Went a dozen or so times. Go-carts were fantastic. Surf Hill probably the sneakiest danger, it just didn't have sufficient runoff, people regularly slammed head-first into the back "padding" at very high speed. Cannonball Loop definitely existed for a few years, but never saw it actually open. Standard Cannonball and Tarzan Swing shared an shockingly cold collection pool everyone was dumped into. Alpine Slide was way too easy to jump the tracks or flip. "Cliff diving" was probably 25, maybe 30 feet, was actually safer than other rides because you could easily see if other people were in the way. Wave pool had 10 or 12 lifeguards but still was simply way too large to see everyone (plus they were evenly spaced instead of concentrated at the deep end with strongest waves). Saw, heard, experienced plenty of racism, anti-semitism, other -isms while in lines, in the changing rooms, etc., as might be expected when mixing kids from city, suburb, rural cultures and virtually no adult supervision. Plenty more rides, some were great, others disappointing, some it just depended on the day.
I can understand why an outsider might consider this place some kind of dystopian nightmare, with the injuries and chaos, but it was honestly the greatest place ever for a short period of age 16 to 20 or so. It did feel like a gauntlet you just had to put fear aside and make it through, in some ways, but then you felt stronger when you made it out alive, I guess.

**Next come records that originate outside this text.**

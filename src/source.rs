//! Reading JSON source documents.
//!
//! Taxonomy and symbol-set files are JSON with one extension: any line whose
//! first non-blank character is `#` is a comment. Comment lines are blanked
//! (not removed) so serde's line numbers still match the file on disk.

use std::path::Path;

use once_cell::sync::Lazy;
use regex::Regex;
use serde_json::Value;

use crate::SchemaError;

static COMMENT_LINE: Lazy<Regex> = Lazy::new(|| {
    Regex::new(r"(?m)^[ \t]*#[^\n]*$").expect("comment pattern is a valid regex")
});

/// Blanks every comment line in `source`.
pub fn strip_comments(source: &str) -> String {
    COMMENT_LINE.replace_all(source, "").into_owned()
}

/// Parses a comment-stripped JSON document. `name` labels diagnostics.
pub fn parse_document(name: &str, source: &str) -> Result<Value, SchemaError> {
    let stripped = strip_comments(source);
    serde_json::from_str(&stripped).map_err(|e| SchemaError::json(name, &stripped, &e))
}

/// Reads and parses a JSON document from disk. The file handle lives only for
/// the duration of the read.
pub fn read_document<P: AsRef<Path>>(path: P) -> Result<Value, SchemaError> {
    let path_str = path.as_ref().display().to_string();
    let source = std::fs::read_to_string(path.as_ref()).map_err(|e| SchemaError::Io {
        path: path_str.clone(),
        source: e,
    })?;
    parse_document(&path_str, &source)
}

#[cfg(test)]
mod tests {
    use super::*;

    #[test]
    fn test_comment_lines_are_blanked() {
        let source = "# header\n{\n  # inner\n  \"a\": 1\n}\n";
        let stripped = strip_comments(source);
        assert_eq!(stripped, "\n{\n\n  \"a\": 1\n}\n");
        assert_eq!(stripped.lines().count(), source.lines().count());
    }

    #[test]
    fn test_hash_inside_values_is_kept() {
        let value = parse_document("inline", "{\"color\": \"#FF0000\"}").unwrap();
        assert_eq!(value["color"], "#FF0000");
    }

    #[test]
    fn test_parse_error_is_source_error() {
        let err = parse_document("inline", "# only a comment\n{").unwrap_err();
        assert!(matches!(err, SchemaError::Json { .. }));
    }

    #[test]
    fn test_missing_file_is_io_error() {
        let err = read_document("definitely/not/here.json").unwrap_err();
        assert!(matches!(err, SchemaError::Io { .. }));
    }
}
mod common;

use milsymbol_schema::ast::{Align, BBox, ColorToken, Element, Style, TextType, Vec2};
use milsymbol_schema::{ErrorType, SchemaError};
use serde_json::json;

use common::{compile, full_frame_body};

fn single(item: serde_json::Value) -> Element {
    let mut elements = compile(item, json!({})).unwrap();
    assert_eq!(elements.len(), 1);
    elements.remove(0)
}

// =============================
// Leaves
// =============================

#[test]
fn path_defaults() {
    let element = single(json!({"d": "M 0,0 L 10,10"}));
    assert_eq!(
        element,
        Element::Path {
            d: "M 0,0 L 10,10".to_string(),
            bbox: BBox::new(100.0, 100.0, 100.0, 100.0),
            style: Style {
                fill: None,
                stroke: Some(ColorToken::Icon),
                stroke_width: 4.0,
            },
        }
    );
}

#[test]
fn path_with_bbox_and_style() {
    let element = single(json!({
        "d": "M 0,0",
        "bbox": [1, 2, 3, 4],
        "fill": "WHITE",
        "stroke": false,
        "strokewidth": 2
    }));
    let Element::Path { bbox, style, .. } = element else {
        panic!("expected a path");
    };
    assert_eq!(bbox, BBox::new(1.0, 2.0, 3.0, 4.0));
    assert_eq!(style.fill, Some(ColorToken::White));
    assert_eq!(style.stroke, None);
    assert_eq!(style.stroke_width, 2.0);
}

#[test]
fn circle_requires_pos() {
    let element = single(json!({"r": 5, "pos": [100, 90], "fill": true}));
    assert_eq!(
        element,
        Element::Circle {
            pos: Vec2::new(100.0, 90.0),
            radius: 5.0,
            style: Style {
                fill: Some(ColorToken::Icon),
                ..Style::outline()
            },
        }
    );

    let err = compile(json!({"r": 5}), json!({})).unwrap_err();
    assert!(matches!(err, SchemaError::InvalidElementShape { .. }));
}

#[test]
fn text_kinds() {
    let Element::Text {
        text_type, style, pos, ..
    } = single(json!({"text": "HQ"}))
    else {
        panic!("expected text");
    };
    assert_eq!(text_type, TextType::Auto);
    assert_eq!(pos, Vec2::new(100.0, 100.0));
    assert_eq!(style, Style::glyph());

    let Element::Text {
        text_type,
        pos,
        font_size,
        align,
        ..
    } = single(json!({"text": "x", "pos": [40, 60], "fontsize": 20, "align": "left"}))
    else {
        panic!("expected text");
    };
    assert_eq!(text_type, TextType::Manual);
    assert_eq!(pos, Vec2::new(40.0, 60.0));
    assert_eq!(font_size, 20.0);
    assert_eq!(align, Align::Left);

    let Element::Text { text_type, .. } = single(json!({"text": "x", "fontsize": 20})) else {
        panic!("expected text");
    };
    assert_eq!(text_type, TextType::Manual);

    let Element::Text { text_type, .. } = single(json!({"textm1": "A"})) else {
        panic!("expected text");
    };
    assert_eq!(text_type, TextType::Modifier1);

    let Element::Text { text_type, .. } = single(json!({"textm2": "B"})) else {
        panic!("expected text");
    };
    assert_eq!(text_type, TextType::Modifier2);
}

#[test]
fn text_takes_precedence_over_other_keys() {
    let element = single(json!({"d": "M 0,0", "r": 3, "text": "T"}));
    assert!(matches!(element, Element::Text { .. }));
    let element = single(json!({"d": "M 0,0", "r": 3, "pos": [1, 1]}));
    assert!(matches!(element, Element::Path { .. }));
}

// =============================
// Transforms
// =============================

#[test]
fn nested_transforms_keep_order() {
    let element = single(json!({
        "translate": [10, -5],
        "items": [
            {"d": "M 1,1"},
            {"scale": 0.5, "items": [{"d": "M 2,2"}, {"d": "M 3,3"}]}
        ]
    }));
    let Element::Translate { delta, items, .. } = element else {
        panic!("expected a translate");
    };
    assert_eq!(delta, Vec2::new(10.0, -5.0));
    assert_eq!(items.len(), 2);
    let Element::Scale { factor, items, .. } = &items[1] else {
        panic!("expected a scale");
    };
    assert_eq!(*factor, 0.5);
    let ds: Vec<&str> = items
        .iter()
        .map(|e| match e {
            Element::Path { d, .. } => d.as_str(),
            _ => "",
        })
        .collect();
    assert_eq!(ds, vec!["M 2,2", "M 3,3"]);
}

#[test]
fn transform_child_failure_aborts_everything() {
    let err = compile(
        json!({"scale": 2, "items": [{"d": "M 0,0"}, {"d": "M 1,1", "fill": "purple"}]}),
        json!({}),
    )
    .unwrap_err();
    assert!(matches!(err, SchemaError::BadColor { .. }));
}

#[test]
fn transform_without_items_is_rejected() {
    let err = compile(json!({"translate": [1, 1]}), json!({})).unwrap_err();
    assert!(matches!(err, SchemaError::InvalidElementShape { .. }));
    let err = compile(json!({"scale": 1, "items": {"d": "M"}}), json!({})).unwrap_err();
    assert!(matches!(err, SchemaError::InvalidElementShape { .. }));
}

// =============================
// Aliases
// =============================

#[test]
fn alias_splices_sibling_elements() {
    let siblings = json!({
        "01": {"names": ["base"], "icon": [{"d": "M 0,0"}, {"r": 4, "pos": [1, 1]}]}
    });
    let elements = compile(json!({"icon": "01"}), siblings).unwrap();
    assert_eq!(elements.len(), 2);
    assert!(matches!(elements[0], Element::Path { .. }));
    assert!(matches!(elements[1], Element::Circle { .. }));
}

#[test]
fn alias_copies_are_independent() {
    let siblings = json!({
        "01": {"names": ["base"], "icon": [{"d": "M 0,0"}]}
    });
    let mut first = compile(json!({"icon": "01"}), siblings.clone()).unwrap();
    let second = compile(json!({"icon": "01"}), siblings).unwrap();

    first[0].style_mut().fill = Some(ColorToken::Yellow);
    if let Element::Path { d, .. } = &mut first[0] {
        d.push_str(" Z");
    }

    let Element::Path { d, style, .. } = &second[0] else {
        panic!("expected a path");
    };
    assert_eq!(d, "M 0,0");
    assert_eq!(style.fill, None);
}

#[test]
fn alias_style_overrides_apply_to_that_site_only() {
    let siblings = json!({
        "01": {"names": ["base"], "icon": [{"d": "M 0,0"}, {"d": "M 1,1", "stroke": "white"}]},
        "02": {"names": ["user"], "icon": [
            {"icon": "01", "fill": "yellow"},
            {"icon": "01"}
        ]}
    });
    let elements = compile(json!({"icon": "02"}), siblings).unwrap();
    assert_eq!(elements.len(), 4);
    let fills: Vec<Option<ColorToken>> = elements.iter().map(|e| e.style().fill).collect();
    assert_eq!(
        fills,
        vec![Some(ColorToken::Yellow), Some(ColorToken::Yellow), None, None]
    );
    assert_eq!(elements[1].style().stroke, Some(ColorToken::White));
}

#[test]
fn unknown_alias_is_rejected() {
    let err = compile(json!({"icon": "99"}), json!({})).unwrap_err();
    assert!(matches!(err, SchemaError::UnknownAlias { ref name } if name == "99"));
    assert_eq!(err.error_type(), ErrorType::Element);
}

#[test]
fn alias_to_empty_icon_is_rejected() {
    let siblings = json!({"01": {"names": ["empty"], "icon": []}});
    let err = compile(json!({"icon": "01"}), siblings).unwrap_err();
    assert!(matches!(err, SchemaError::EmptyAlias { .. }));
}

#[test]
fn alias_cycle_is_rejected() {
    let siblings = json!({
        "01": {"names": ["a"], "icon": [{"icon": "02"}]},
        "02": {"names": ["b"], "icon": [{"icon": "01"}]}
    });
    let err = compile(json!({"icon": "01"}), siblings).unwrap_err();
    match err {
        SchemaError::AliasCycle { chain } => assert_eq!(chain, vec!["01", "02", "01"]),
        other => panic!("unexpected error {other:?}"),
    }
}

// =============================
// Full frames
// =============================

#[test]
fn full_frame_buckets_by_affiliation_id() {
    let element = single(full_frame_body());
    let Element::FullFrame { elements, .. } = element else {
        panic!("expected a full frame");
    };
    assert_eq!(
        elements.keys().collect::<Vec<_>>(),
        vec!["3", "6", "4", "1"]
    );
    assert!(elements.values().all(|bucket| bucket.len() == 1));
}

#[test]
fn full_frame_aliases_collapse_into_one_bucket() {
    let mut body = full_frame_body();
    body["Friendly"] = json!([{"d": "M 9,9"}]);
    let Element::FullFrame { elements, .. } = single(body) else {
        panic!("expected a full frame");
    };
    let friend = &elements["3"];
    assert_eq!(friend.len(), 2);
    assert!(matches!(&friend[1], Element::Path { d, .. } if d == "M 9,9"));
}

#[test]
fn full_frame_missing_affiliation_is_rejected() {
    let mut body = full_frame_body();
    body.as_object_mut().unwrap().remove("Neutral");
    let err = compile(body, json!({})).unwrap_err();
    assert!(matches!(err, SchemaError::InvalidElementShape { ref reason } if reason.contains("Neutral")));
}

#[test]
fn full_frame_renamed_key_is_rejected() {
    let mut body = full_frame_body();
    let object = body.as_object_mut().unwrap();
    let hostile = object.remove("Hostile").unwrap();
    object.insert("Hostiles".to_string(), hostile);
    let err = compile(body, json!({})).unwrap_err();
    assert!(matches!(err, SchemaError::InvalidElementShape { ref reason } if reason.contains("Hostiles")));
}

#[test]
fn full_frame_derived_affiliation_is_not_a_key() {
    let mut body = full_frame_body();
    body["Suspect"] = json!([]);
    let err = compile(body, json!({})).unwrap_err();
    assert!(matches!(err, SchemaError::InvalidElementShape { .. }));
}

#[test]
fn full_frame_value_must_be_a_list() {
    let mut body = full_frame_body();
    body["Unknown"] = json!({"d": "M 0,0"});
    let err = compile(body, json!({})).unwrap_err();
    assert!(matches!(err, SchemaError::InvalidElementShape { .. }));
}

// =============================
// Shapes and colors
// =============================

#[test]
fn non_objects_and_empty_objects_are_rejected() {
    for item in [json!("M 0,0"), json!([1, 2]), json!(3), json!({})] {
        let err = compile(item.clone(), json!({})).unwrap_err();
        assert!(
            matches!(err, SchemaError::InvalidElementShape { .. }),
            "{item}: {err:?}"
        );
    }
}

#[test]
fn bad_colors_are_rejected() {
    for color in [json!("purple"), json!(1), json!(null), json!(["icon"])] {
        let err = compile(json!({"d": "M 0,0", "stroke": color}), json!({})).unwrap_err();
        assert!(matches!(err, SchemaError::BadColor { .. }), "{err:?}");
    }
}

#[test]
fn none_string_clears_color() {
    let element = single(json!({"d": "M 0,0", "stroke": "none"}));
    assert_eq!(element.style().stroke, None);
}
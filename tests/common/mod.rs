//! Shared fixtures for the integration tests.
//!
//! The taxonomy mirrors a trimmed-down real constants file: four base
//! affiliations drawing their own frames, three derived ones, four color
//! modes and a two-level dimension hierarchy.

#![allow(dead_code)]

use std::path::{Path, PathBuf};

use milsymbol_schema::ast::{Element, SymbolSet};
use milsymbol_schema::compiler::{compile_element, compile_symbol_set_source};
use milsymbol_schema::taxonomy::{parse_constants, resolve_constants, Constants};
use milsymbol_schema::SchemaError;
use serde_json::{json, Map, Value};

pub const FIXTURES: &str = "tests/fixtures";

pub fn fixture(name: &str) -> PathBuf {
    Path::new(env!("CARGO_MANIFEST_DIR")).join(FIXTURES).join(name)
}

/// The taxonomy as a JSON value, for tests that tweak one field.
pub fn constants_value() -> Value {
    json!({
        "contexts": {
            "0": {"names": ["Reality"]},
            "1": {"names": ["Exercise"], "base context": "0"},
            "2": {"names": ["Simulation"], "base context": "0"}
        },
        "color modes": ["Light", "Medium", "Dark", "Unfilled"],
        "affiliations": {
            "0": {"names": ["Pending"], "frame base": "1", "color base": "1", "dashed": true},
            "1": {
                "names": ["Unknown"],
                "colors": {"light": "#FFFF80", "medium": "#FFFF00", "dark": "#E1DC00", "unfilled": "#FFFF00"}
            },
            "2": {"names": ["Assumed friend"], "frame base": "3", "color base": "3", "dashed": true},
            "3": {
                "names": ["Friend", "Friendly"],
                "colors": {"light": "#80E0FF", "medium": "#00A8DC", "dark": "#006B8C", "unfilled": "#00A8DC"}
            },
            "4": {
                "names": ["Neutral"],
                "colors": {"light": "#AAFFAA", "medium": "#00E200", "dark": "#00A000", "unfilled": "#00E200"}
            },
            "5": {"names": ["Suspect"], "frame base": "6", "color base": "6", "dashed": true},
            "6": {
                "names": ["Hostile", "Enemy"],
                "colors": {"light": "#FF8080", "medium": "#FF0000", "dark": "#C80000", "unfilled": "#FF0000"},
                "has civilian variant": false
            }
        },
        "full frame ordering": ["Friend", "Hostile", "Neutral", "Unknown"],
        "dimensions": {
            "Land unit": {
                "frames": {"3": ["rect"], "6": ["diamond"], "4": ["square"], "1": ["quatrefoil"]}
            },
            "Land equipment": {
                "frame base": "Land unit",
                "frames": {"3": ["circle"]},
                "decorators": {"6": ["dot"], "9": ["bar"]}
            },
            "Land installation": {
                "frame base": "Land equipment",
                "decorators": {"3": ["tower"]}
            }
        },
        "statuses": {
            "0": {"names": ["Present"]},
            "1": {"names": ["Planned"], "dashed": true}
        },
        "hqtfds": {
            "0": {"names": ["Not applicable"]},
            "2": {"names": ["Headquarters"]}
        },
        "amplifiers": {
            "11": {"names": ["Team", "Crew"], "category": "echelon", "applies to": ["Land unit"]}
        }
    })
}

pub fn constants() -> Constants {
    resolve_constants(&constants_value()).expect("fixture taxonomy resolves")
}

/// Resolves a taxonomy after applying `edit` to the fixture document.
pub fn constants_with(edit: impl FnOnce(&mut Value)) -> Result<Constants, SchemaError> {
    let mut value = constants_value();
    edit(&mut value);
    parse_constants(&value.to_string())
}

/// Compiles one element against a category block.
pub fn compile(item: Value, siblings: Value) -> Result<Vec<Element>, SchemaError> {
    let constants = constants();
    let siblings: Map<String, Value> = siblings.as_object().cloned().unwrap_or_default();
    compile_element(&item, &siblings, &constants)
}

/// Compiles a set document given as a JSON value.
pub fn compile_set(document: Value) -> Result<SymbolSet, SchemaError> {
    compile_symbol_set_source("inline.json", &document.to_string(), &constants())
}

/// A full-frame body covering every ordered affiliation with one path each.
pub fn full_frame_body() -> Value {
    json!({
        "Friend": [{"d": "M0,0 L1,1"}],
        "Hostile": [{"d": "M0,0 L2,2"}],
        "Neutral": [{"d": "M0,0 L3,3"}],
        "Unknown": [{"d": "M0,0 L4,4"}]
    })
}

When I was a kid growing up in South Australia, there was a playground in Monash, a tiny town in the Riverland. This was no ordinary playground: it was enormous, and filled with dozens of very dangerous steel contraptions. Huge high-speed roundabouts (imagine something the size and shape of a radio telescope, but with a dish that spins), “roller coasters” you’d push up unenclosed tracks, 20-foot high slides (slippery dips) with potato sacks laying around to protect from the burning surface, and huge, high ziplines (flying foxes).
The whole thing was kid-powered (no motors or electronics) and free, the passion project of a local steelworker. It was closed down decades ago, due to the obvious safety handlers. But I suspect it holds the same mindspace for Australians that Action Park has for Americans. Sadly few photos of it are online, and no video I can find. I’d love to see a documentary for Monash Playground to relive those memories.
The Dollup Podcast has an episode (which exaggerates how dangerous it was) but is done with the same irreverent comedy as the rest of their "broadcasts" - http://thedollop.net/wp/episode-87-dollop/
The problem I have with "America's Most Dangerous" is that factually, it wasn't even New Jersey's. Six Flags Great Adventure had 10 confirmed fatalities during the years that Action Park operated, the documentary claims 6 at Action Park itself. (just 1 is too many, it's a grisly type of scorekeeping). 8 at Great Adventure were from a fire in the park's haunted house.
I went to Action Park (New Jersey) park back in the 90s.
I recall “reverse bungee jumping” (you are launched up & pulled back by elastic bands), and cliff jumping (just a high plank over water—that’s it; pretty sure there were some major belly flopping injuries if not fatalities).
I also remember how fun it was compared to other amusement parks I’d been to as a kid.
I can understand why an outsider might consider this place some kind of dystopian nightmare, with the injuries and chaos, but it was honestly the greatest place ever for a short period of age 16 to 20 or so. It did feel like a gauntlet you just had to put fear aside and make it through, in some ways, but then you felt stronger when you made it out alive, I guess.